L’Airbus Helicopters H175 affronte la si particulière météo bretonne

L’Airbus Helicopters H175 affronte la si particulière météo bretonne

Il y a des campagnes d’essais en vol qui surprennent plus que les autres. Après avoir connu les chaleurs extrêmes du désert américain de l’Arizona et le froid glacial du Canada c’est en France que le nouvel hélicoptère biturbine européen poursuit sa campagne de validation, et pas n’importe où.

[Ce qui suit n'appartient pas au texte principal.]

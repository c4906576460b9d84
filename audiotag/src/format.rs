// audiotag
// Copyright (c) 2026 The audiotag developers.
//
// This Source Code Form is subject to the terms of the Mozilla Public
// License, v. 2.0. If a copy of the MPL was not distributed with this
// file, You can obtain one at https://mozilla.org/MPL/2.0/.

//! Container auto-detection: leading-byte magic first, file-extension heuristics as a fallback.

use std::path::Path;

use audiotag_core::errors::{AudioTagError, EngineError, Result};
use audiotag_core::io::FileReader;

/// The two container families this library understands.
#[derive(Debug, Clone, Copy, PartialEq, Eq)]
pub enum AudioFormat {
    Mp3,
    M4a,
}

/// Identifies `path`'s container by inspecting its first bytes, falling back to its extension.
pub fn detect_format(path: &Path) -> Result<AudioFormat> {
    let mut reader = FileReader::open(path)?;
    let probe_len = 8.min(reader.size());
    let probe = reader.read(0, probe_len)?;

    if probe.starts_with(b"ID3") {
        return Ok(AudioFormat::Mp3);
    }
    if probe.len() == 8 && &probe[4..8] == b"ftyp" {
        return Ok(AudioFormat::M4a);
    }

    match path.extension().and_then(|e| e.to_str()).map(|e| e.to_ascii_lowercase()).as_deref() {
        Some("mp3") => Ok(AudioFormat::Mp3),
        Some("m4a" | "m4b" | "aax") => Ok(AudioFormat::M4a),
        _ => Err(AudioTagError::Engine(EngineError::UnsupportedFormat(format!(
            "could not identify container for {}",
            path.display()
        )))),
    }
}

#[cfg(test)]
mod tests {
    use super::*;
    use std::io::Write as _;

    #[test]
    fn detects_mp3_by_id3_marker() {
        let mut f = tempfile::NamedTempFile::new().unwrap();
        f.write_all(b"ID3\x04\x00\x00\x00\x00\x00\x00").unwrap();
        f.flush().unwrap();
        assert_eq!(detect_format(f.path()).unwrap(), AudioFormat::Mp3);
    }

    #[test]
    fn detects_m4a_by_ftyp_marker() {
        let mut f = tempfile::NamedTempFile::new().unwrap();
        f.write_all(b"\x00\x00\x00\x18ftypM4A \x00\x00\x00\x00").unwrap();
        f.flush().unwrap();
        assert_eq!(detect_format(f.path()).unwrap(), AudioFormat::M4a);
    }

    #[test]
    fn falls_back_to_extension_when_magic_is_inconclusive() {
        let dir = tempfile::tempdir().unwrap();
        let path = dir.path().join("track.mp3");
        std::fs::write(&path, b"not really id3 but named .mp3").unwrap();
        assert_eq!(detect_format(&path).unwrap(), AudioFormat::Mp3);
    }

    #[test]
    fn unrecognized_file_is_unsupported_format() {
        let dir = tempfile::tempdir().unwrap();
        let path = dir.path().join("track.bin");
        std::fs::write(&path, b"whatever").unwrap();
        assert!(detect_format(&path).is_err());
    }
}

Depuis quelques jours une équipe d’ingénieurs et de pilotes d’essais d’Airbus Helicopters soumet l’un des prototypes du H175 à des tests lui permettant de se frotter aux pluies givrantes… bretonnes. C’est depuis l’aéroport de Lannion Côte de Granit que ces essais sont réalisés.

Il faut dire que cette région des Côtes d’Armor dans le nord de la Bretagne sont propices à l’étude des nuages givrants et du brouillard, ce qui actuellement intéresse de très près les équipes allemandes et françaises d’Airbus Helicopters. En effet quand on conçoit un hélicoptère de sauvetage en mer il vaut mieux être sûr qu’il puisse opérer en toutes sécurités dans les conditions météorologiques parmi les plus inhospitalières, et pour ça la Bretagne est certainement le laboratoire rêvé. Non pas que le temps soit là-bas tout le temps pourri, mais il faut bien reconnaître que la pluie y est abondamment présente, et avec elle les nuages. Les Américains ont l’Oregon, les Européens ont la Bretagne.

Malgré ce ton un tantinet moqueur (que j’assume jusqu’auprès de mon vénéré rédacteur en chef, lui même breton) il faut savoir que cette campagne d’essais est tout ce qu’il y a de plus sérieuse. Pour preuve les 18 caméras installées sur et dans l’appareil pour le filmer de l’intérieur et de l’extérieur. Du coup l’hélicoptère utilisé va opérer entre 3000 et 4000 mètres d’altitude dans ces fameux nuages givrants. Et les ingénieurs déployés par l’hélicoptériste européen vont pouvoir mesurer l’impact du givre sur les éléments clefs de la structure de l’appareil, notamment le rotor principale et le rotor anticouple. Il faut savoir que de tels conditions météos sont très difficilement reproductibles en laboratoire, il n’y a donc rien de mieux que la nature.

Depuis Lannion l’hélicoptère d’essais peut réaliser des vols au-dessus d’une bonne partie du sud de la Manche, jusqu’aux îles anglo-normandes, et même l’intégralité du Finistère. Ça tombe bien c’est le domaine réservé des pilotes de sauvetage en mer de la Marine Nationale, peut être tenons-nous là le futur remplaçant des Alouette III frappés du hameçon.

Quoiqu’il en soit les campagnes d’essais du H175 se poursuivent, et ce même si l’hélicoptère est déjà en service notamment en Belgique et en Chine. Ce second pays coproduisant la machine sous la désignation d’Avicopter AC-352.

Photo © Airbus Helicopters.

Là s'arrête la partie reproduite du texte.